* Your task
Set down, word for word, the stretch of lines from the one containing "fn fmt(&self, f: &mut fmt::Formatter<'_>)" to the end of the records below.

==================================================

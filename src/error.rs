//! # Error Types
//!
//! Structured error handling for the orchestration core. Leaf errors carry the
//! fields callers branch on (limits, cool-downs, provider names); the crate-wide
//! [`OrchestrationError`] wraps them so a single `match` covers every failure kind.

use crate::config::ConfigurationError;
use crate::state_machine::StateMachineError;
use serde::{Deserialize, Serialize};
use std::time::Duration;
use thiserror::Error;
use uuid::Uuid;

/// Invalid caller input. Raised before any provider call and never retried.
#[derive(Debug, Clone, PartialEq, Eq, Error, Serialize, Deserialize)]
#[error("Validation error on {field}: {message}")]
pub struct ValidationError {
    pub field: String,
    pub message: String,
}

impl ValidationError {
    pub fn new(field: impl Into<String>, message: impl Into<String>) -> Self {
        Self {
            field: field.into(),
            message: message.into(),
        }
    }
}

/// A provider or one of its backing dependencies failed.
#[derive(Debug, Clone, PartialEq, Eq, Error, Serialize, Deserialize)]
#[error("Provider {provider} failed during {operation}: {reason}")]
pub struct ProviderError {
    pub provider: String,
    pub operation: String,
    pub reason: String,
}

impl ProviderError {
    pub fn new(
        provider: impl Into<String>,
        operation: impl Into<String>,
        reason: impl Into<String>,
    ) -> Self {
        Self {
            provider: provider.into(),
            operation: operation.into(),
            reason: reason.into(),
        }
    }
}

/// A rate-limited call was denied and the caller asked for an error instead of a decision.
#[derive(Debug, Clone, PartialEq, Eq, Error, Serialize, Deserialize)]
#[error("Rate limit exceeded: {limit} requests per {window:?}, retry after {retry_after:?}")]
pub struct RateLimitError {
    pub limit: u64,
    pub window: Duration,
    pub retry_after: Duration,
}

/// The circuit for `key` is open; the guarded dependency was not called.
#[derive(Debug, Clone, PartialEq, Eq, Error, Serialize, Deserialize)]
#[error("Circuit breaker open for {key} (cool-down remaining {cool_down_remaining:?})")]
pub struct CircuitOpenError {
    pub key: String,
    pub cool_down_remaining: Duration,
}

/// Broad error categories used by retry policies.
#[derive(Debug, Clone, Copy, PartialEq, Eq, Hash, Serialize, Deserialize)]
#[serde(rename_all = "snake_case")]
pub enum ErrorCategory {
    /// Will never succeed if retried
    Permanent,
    /// May succeed on retry
    Transient,
    Timeout,
    Network,
    RateLimit,
    /// Caller error, never retried
    Validation,
    /// Deliberate backpressure from an open circuit
    CircuitOpen,
    /// Requires operator intervention
    Configuration,
}

impl ErrorCategory {
    /// Transient failures that a classifying retry policy may retry
    pub fn is_transient(&self) -> bool {
        matches!(
            self,
            Self::Transient | Self::Timeout | Self::Network | Self::RateLimit
        )
    }

    /// Categories no retry policy may retry
    pub fn fails_fast(&self) -> bool {
        matches!(self, Self::Validation | Self::CircuitOpen | Self::Configuration)
    }
}

impl std::fmt::Display for ErrorCategory {
    fn fmt(&self, f: &mut std::fmt::Formatter<'_>) -> std::fmt::Result {
        match self {
            ErrorCategory::Permanent => write!(f, "permanent"),
            ErrorCategory::Transient => write!(f, "transient"),
            ErrorCategory::Timeout => write!(f, "timeout"),
            ErrorCategory::Network => write!(f, "network"),
            ErrorCategory::RateLimit => write!(f, "rate_limit"),
            ErrorCategory::Validation => write!(f, "validation"),
            ErrorCategory::CircuitOpen => write!(f, "circuit_open"),
            ErrorCategory::Configuration => write!(f, "configuration"),
        }
    }
}

/// Crate-wide error type
#[derive(Debug, Clone, PartialEq, Error)]
pub enum OrchestrationError {
    #[error(transparent)]
    Validation(#[from] ValidationError),

    #[error(transparent)]
    Provider(#[from] ProviderError),

    #[error(transparent)]
    RateLimited(#[from] RateLimitError),

    #[error(transparent)]
    CircuitOpen(#[from] CircuitOpenError),

    #[error(transparent)]
    StateMachine(#[from] StateMachineError),

    #[error(transparent)]
    Configuration(#[from] ConfigurationError),

    #[error("Unknown provider type: {provider_type}")]
    UnknownProviderType { provider_type: String },

    #[error("Provider not found: {name}")]
    ProviderNotFound { name: String },

    #[error("No default provider registered")]
    NoDefaultProvider,

    #[error("Engine not initialized: call initialize() before {operation}")]
    NotInitialized { operation: String },

    #[error("Provider {provider} has no {dependency} configured; {operation} is unavailable")]
    NotConfigured {
        provider: String,
        dependency: String,
        operation: String,
    },

    #[error("Execution {execution_id} not found")]
    ExecutionNotFound { execution_id: Uuid },

    #[error("Action not registered: {action}")]
    ActionNotFound { action: String },

    #[error("Network error: {0}")]
    Network(String),

    #[error("Timeout error for operation {operation}: {timeout:?}")]
    Timeout { operation: String, timeout: Duration },

    #[error("Step {step_id} failed: {reason}")]
    StepFailed { step_id: String, reason: String },

    #[error("Serialization error: {0}")]
    Serialization(String),

    #[error("Internal error: {0}")]
    Internal(String),
}

impl OrchestrationError {
    /// Convenience constructor for action implementations
    pub fn step_failed(step_id: impl Into<String>, reason: impl Into<String>) -> Self {
        Self::StepFailed {
            step_id: step_id.into(),
            reason: reason.into(),
        }
    }

    /// Classify this error for retry decisions
    pub fn category(&self) -> ErrorCategory {
        match self {
            Self::Validation(_) | Self::ActionNotFound { .. } => ErrorCategory::Validation,
            Self::Network(_) => ErrorCategory::Network,
            Self::Timeout { .. } => ErrorCategory::Timeout,
            Self::RateLimited(_) => ErrorCategory::RateLimit,
            Self::CircuitOpen(_) => ErrorCategory::CircuitOpen,
            Self::Provider(_) => ErrorCategory::Transient,
            Self::Configuration(_)
            | Self::UnknownProviderType { .. }
            | Self::ProviderNotFound { .. }
            | Self::NoDefaultProvider
            | Self::NotInitialized { .. }
            | Self::NotConfigured { .. } => ErrorCategory::Configuration,
            Self::StateMachine(_)
            | Self::ExecutionNotFound { .. }
            | Self::StepFailed { .. }
            | Self::Serialization(_)
            | Self::Internal(_) => ErrorCategory::Permanent,
        }
    }

    /// Whether a classifying retry policy would consider this error retryable
    pub fn is_transient(&self) -> bool {
        self.category().is_transient()
    }
}

impl From<serde_json::Error> for OrchestrationError {
    fn from(error: serde_json::Error) -> Self {
        OrchestrationError::Serialization(error.to_string())
    }
}

pub type OrchestrationResult<T> = std::result::Result<T, OrchestrationError>;
//! Saga steps: the trait and a closure-backed implementation.

use super::SagaContext;
use crate::error::OrchestrationResult;
use async_trait::async_trait;
use futures::future::BoxFuture;
use serde_json::Value;
use std::fmt;
use std::future::Future;
use std::sync::Arc;

/// A step that can be executed and, optionally, compensated.
///
/// `input` is always the saga's input; earlier outputs are available through
/// [`SagaContext::result`].
#[async_trait]
pub trait SagaStep: Send + Sync {
    fn id(&self) -> &str;

    async fn execute(&self, input: &Value, ctx: &SagaContext) -> OrchestrationResult<Value>;

    /// Undo the step's effects given the input it ran with and the output it produced.
    ///
    /// The default is a no-op, suitable for read-only steps.
    async fn compensate(
        &self,
        input: &Value,
        output: &Value,
        ctx: &SagaContext,
    ) -> OrchestrationResult<()> {
        let _ = (input, output, ctx);
        Ok(())
    }

    fn has_compensation(&self) -> bool {
        false
    }
}

type ExecuteFn =
    Arc<dyn Fn(Value, SagaContext) -> BoxFuture<'static, OrchestrationResult<Value>> + Send + Sync>;
type CompensateFn = Arc<
    dyn Fn(Value, Value, SagaContext) -> BoxFuture<'static, OrchestrationResult<()>> + Send + Sync,
>;

/// Step built from closures
#[derive(Clone)]
pub struct FnSagaStep {
    id: String,
    execute: ExecuteFn,
    compensate: Option<CompensateFn>,
}

impl fmt::Debug for FnSagaStep {
    fn fmt(&self, f: &mut fmt::Formatter<'_>) -> fmt::Result {
        f.debug_struct("FnSagaStep")
            .field("id", &self.id)
            .field("has_compensation", &self.compensate.is_some())
            .finish()
    }
}

impl FnSagaStep {
    pub fn new<F, Fut>(id: impl Into<String>, execute: F) -> Self
    where
        F: Fn(Value, SagaContext) -> Fut + Send + Sync + 'static,
        Fut: Future<Output = OrchestrationResult<Value>> + Send + 'static,
    {
        Self {
            id: id.into(),
            execute: Arc::new(move |input, ctx| Box::pin(execute(input, ctx))),
            compensate: None,
        }
    }

    pub fn with_compensation<F, Fut>(mut self, compensate: F) -> Self
    where
        F: Fn(Value, Value, SagaContext) -> Fut + Send + Sync + 'static,
        Fut: Future<Output = OrchestrationResult<()>> + Send + 'static,
    {
        self.compensate = Some(Arc::new(move |input, output, ctx| {
            Box::pin(compensate(input, output, ctx))
        }));
        self
    }
}

#[async_trait]
impl SagaStep for FnSagaStep {
    fn id(&self) -> &str {
        &self.id
    }

    async fn execute(&self, input: &Value, ctx: &SagaContext) -> OrchestrationResult<Value> {
        (self.execute)(input.clone(), ctx.clone()).await
    }

    async fn compensate(
        &self,
        input: &Value,
        output: &Value,
        ctx: &SagaContext,
    ) -> OrchestrationResult<()> {
        match &self.compensate {
            Some(compensate) => compensate(input.clone(), output.clone(), ctx.clone()).await,
            None => Ok(()),
        }
    }

    fn has_compensation(&self) -> bool {
        self.compensate.is_some()
    }
}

==================================================

* Solution to this exercise
    fn fmt(&self, f: &mut fmt::Formatter<'_>) -> fmt::Result {
        f.debug_struct("FnSagaStep")
            .field("id", &self.id)
            .field("has_compensation", &self.compensate.is_some())
            .finish()
    }
}

impl FnSagaStep {
    pub fn new<F, Fut>(id: impl Into<String>, execute: F) -> Self
    where
        F: Fn(Value, SagaContext) -> Fut + Send + Sync + 'static,
        Fut: Future<Output = OrchestrationResult<Value>> + Send + 'static,
    {
        Self {
            id: id.into(),
            execute: Arc::new(move |input, ctx| Box::pin(execute(input, ctx))),
            compensate: None,
        }
    }

    pub fn with_compensation<F, Fut>(mut self, compensate: F) -> Self
    where
        F: Fn(Value, Value, SagaContext) -> Fut + Send + Sync + 'static,
        Fut: Future<Output = OrchestrationResult<()>> + Send + 'static,
    {
        self.compensate = Some(Arc::new(move |input, output, ctx| {
            Box::pin(compensate(input, output, ctx))
        }));
        self
    }
}

#[async_trait]
impl SagaStep for FnSagaStep {
    fn id(&self) -> &str {
        &self.id
    }

    async fn execute(&self, input: &Value, ctx: &SagaContext) -> OrchestrationResult<Value> {
        (self.execute)(input.clone(), ctx.clone()).await
    }

    async fn compensate(
        &self,
        input: &Value,
        output: &Value,
        ctx: &SagaContext,
    ) -> OrchestrationResult<()> {
        match &self.compensate {
            Some(compensate) => compensate(input.clone(), output.clone(), ctx.clone()).await,
            None => Ok(()),
        }
    }

    fn has_compensation(&self) -> bool {
        self.compensate.is_some()
    }
}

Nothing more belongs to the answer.